Hitze im Anmarsch: Getränkehändler erwarten Kundenansturm

Friderieke Schulz

Erfrischung - © Foto: Oliver Berg
Für den Getränkehandel sind die Sommermonate die wichtigste Geschäftszeit des Jahres. (© Foto: Oliver Berg)

Düsseldorf - Die Getränkehändler rechnen zur bevorstehenden Hitzewelle in Deutschland mit einem Kundenansturm. "Die Abfüllung bei den Herstellern läuft auf Hochtouren", so Günther Guder, Geschäftsführender Vorstand beim Bundesverband des Deutschen Getränkefachgroßhandels.

Während der heißen Tage "explodiert" nach seinen Worten der Absatz: Es werde erfahrungsgemäß 140 bis 180 Prozent der üblichen Menge umgeschlagen. "Unsere Leute stellen sich auf Sonderschichten ein", sagte Guder.

In OWL sind die Getränkelager voll

Auch in Ostwestfalen-Lippe läuft die Getränkeproduktion auf Hochtouren. "Wir freuen uns, dass wir endlich loslegen können", sagt Christoph Bisweski, Sprecher von Carolinen. Natürlich sei dort die Getränkeabfüllung voll besetzt, doch kommt die Hitze auch nicht unerwartet und so haben nicht nur bei Carolinen alle bereits vorgearbeitet. Auch bei Herforder Pils oder bei Christinen berichten die Mitarbeiter von vollen Lagern und gut besetzter Abfüllung - auch schon an den vergangenen Feiertagen.

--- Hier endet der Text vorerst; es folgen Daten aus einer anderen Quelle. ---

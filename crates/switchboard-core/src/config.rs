use std::path::Path;

use serde::{Deserialize, Serialize};
use tracing::{info, warn};

use crate::error::{Result, SwitchboardError};

/// Top-level configuration for the Switchboard router.
///
/// Loaded from `switchboard.toml` by default. Each section corresponds to a
/// component or cross-cutting concern.
#[derive(Debug, Clone, Default, Serialize, Deserialize)]
pub struct SwitchboardConfig {
    #[serde(default)]
    pub general: GeneralConfig,
    #[serde(default)]
    pub session: SessionConfig,
    #[serde(default)]
    pub classify: ClassifyConfig,
    #[serde(default)]
    pub backends: BackendsConfig,
    #[serde(default)]
    pub limits: LimitsConfig,
}

impl SwitchboardConfig {
    /// Load configuration from a TOML file.
    ///
    /// Returns an error if the file cannot be read or parsed.
    pub fn load(path: &Path) -> Result<Self> {
        let content = std::fs::read_to_string(path)?;
        let config: SwitchboardConfig = toml::from_str(&content)?;
        info!("Configuration loaded from {}", path.display());
        Ok(config)
    }

    /// Load configuration from a TOML file, falling back to defaults if the
    /// file does not exist or cannot be parsed.
    pub fn load_or_default(path: &Path) -> Self {
        match Self::load(path) {
            Ok(config) => config,
            Err(e) => {
                warn!(
                    "Failed to load config from {}: {}. Using defaults.",
                    path.display(),
                    e
                );
                Self::default()
            }
        }
    }

    /// Save the current configuration to a TOML file.
    pub fn save(&self, path: &Path) -> Result<()> {
        if let Some(parent) = path.parent() {
            std::fs::create_dir_all(parent)?;
        }
        let content =
            toml::to_string_pretty(self).map_err(|e| SwitchboardError::Config(e.to_string()))?;
        std::fs::write(path, content)?;
        info!("Configuration saved to {}", path.display());
        Ok(())
    }
}

/// General application settings.
#[derive(Debug, Clone, Serialize, Deserialize)]
#[serde(default)]
pub struct GeneralConfig {
    /// API server port.
    pub port: u16,
    /// Log level: trace, debug, info, warn, error.
    pub log_level: String,
}

impl Default for GeneralConfig {
    fn default() -> Self {
        Self {
            port: 8000,
            log_level: "info".to_string(),
        }
    }
}

/// Session store settings.
#[derive(Debug, Clone, Serialize, Deserialize)]
#[serde(default)]
pub struct SessionConfig {
    /// Minutes of inactivity after which a session is evicted.
    pub ttl_minutes: u32,
    /// Seconds between background eviction sweeps.
    pub eviction_interval_secs: u64,
    /// Maximum turns retained per session; older turns are trimmed.
    pub max_turns: usize,
}

impl Default for SessionConfig {
    fn default() -> Self {
        Self {
            ttl_minutes: 30,
            eviction_interval_secs: 60,
            max_turns: 100,
        }
    }
}

/// Intent classification settings.
#[derive(Debug, Clone, Serialize, Deserialize)]
#[serde(default)]
pub struct ClassifyConfig {
    /// Base URL of the language-understanding API.
    pub api_base: String,
    /// Model identifier used for intent classification.
    pub model: String,
    /// Environment variable holding the API key.
    pub api_key_env: String,
    /// Per-call classification deadline in milliseconds. Classification is
    /// on the critical path of every turn, so this stays short.
    pub timeout_ms: u64,
}

impl Default for ClassifyConfig {
    fn default() -> Self {
        Self {
            api_base: "https://generativelanguage.googleapis.com/v1beta".to_string(),
            model: "gemini-2.5-flash".to_string(),
            api_key_env: "GOOGLE_API_KEY".to_string(),
            timeout_ms: 8_000,
        }
    }
}

/// Provider endpoints and the shared call policy.
#[derive(Debug, Clone, Serialize, Deserialize)]
#[serde(default)]
pub struct BackendsConfig {
    /// Base URL of the company-knowledge provider.
    pub knowledge_url: String,
    /// Base URL of the document question-answering provider.
    pub document_url: String,
    /// Base URL of the database-query provider.
    pub database_url: String,
    /// Base URL of the visualization provider.
    pub visualization_url: String,
    /// Per-call deadline in milliseconds for provider invocations.
    pub timeout_ms: u64,
    /// Retry schedule applied uniformly to every provider call.
    pub retry: RetryConfig,
}

impl Default for BackendsConfig {
    fn default() -> Self {
        Self {
            knowledge_url: "http://127.0.0.1:8001".to_string(),
            document_url: "http://127.0.0.1:8002".to_string(),
            database_url: "http://127.0.0.1:8003".to_string(),
            visualization_url: "http://127.0.0.1:8004".to_string(),
            timeout_ms: 30_000,
            retry: RetryConfig::default(),
        }
    }
}

/// Retry schedule for unreliable downstream calls: bounded attempts with
/// exponential backoff and jitter.
#[derive(Debug, Clone, Serialize, Deserialize)]
#[serde(default)]
pub struct RetryConfig {
    /// Total invocation attempts, including the first.
    pub max_attempts: u32,
    /// Delay before the first retry, in milliseconds.
    pub base_delay_ms: u64,
    /// Cap on the exponential backoff delay, in milliseconds.
    pub max_delay_ms: u64,
    /// Upper bound of the uniform random jitter added to each delay,
    /// in milliseconds.
    pub jitter_ms: u64,
}

impl Default for RetryConfig {
    fn default() -> Self {
        Self {
            max_attempts: 3,
            base_delay_ms: 500,
            max_delay_ms: 10_000,
            jitter_ms: 500,
        }
    }
}

/// Input validation limits.
#[derive(Debug, Clone, Serialize, Deserialize)]
#[serde(default)]
pub struct LimitsConfig {
    /// Maximum message length in characters.
    pub max_message_chars: usize,
    /// Maximum attached file size in bytes.
    pub max_file_bytes: usize,
    /// Maximum page count for an attached document.
    pub max_file_pages: usize,
}

impl Default for LimitsConfig {
    fn default() -> Self {
        Self {
            max_message_chars: 2_000,
            max_file_bytes: 5 * 1024 * 1024,
            max_file_pages: 20,
        }
    }
}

In den meisten Unternehmen, so auch bei Carolinen, werden während des Sommers eh die Schichten auf drei Zeiten ausgeweitet, um so viel Wasser wie möglich abzufüllen.

Niemand wird verdursten

Die Getränkefachgroßhändler, die Supermärkte und Gastronomiebetriebe beliefern sowie auch eigene Getränkemärkte unterhalten, stellten sich darauf ein. "Die gute Botschaft ist: Niemand wird in Deutschland verdursten", sagt Guder.  Allerdings sei es für die Betriebe schwieriger geworden, vor allem für den Transport Personal zu bekommen. "Es fehlen in der gesamten Transportbranche mehrere zehntausend Arbeitskräfte. Das macht auch dem Getränkefachgroßhandel zu schaffen", verdeutlichte er.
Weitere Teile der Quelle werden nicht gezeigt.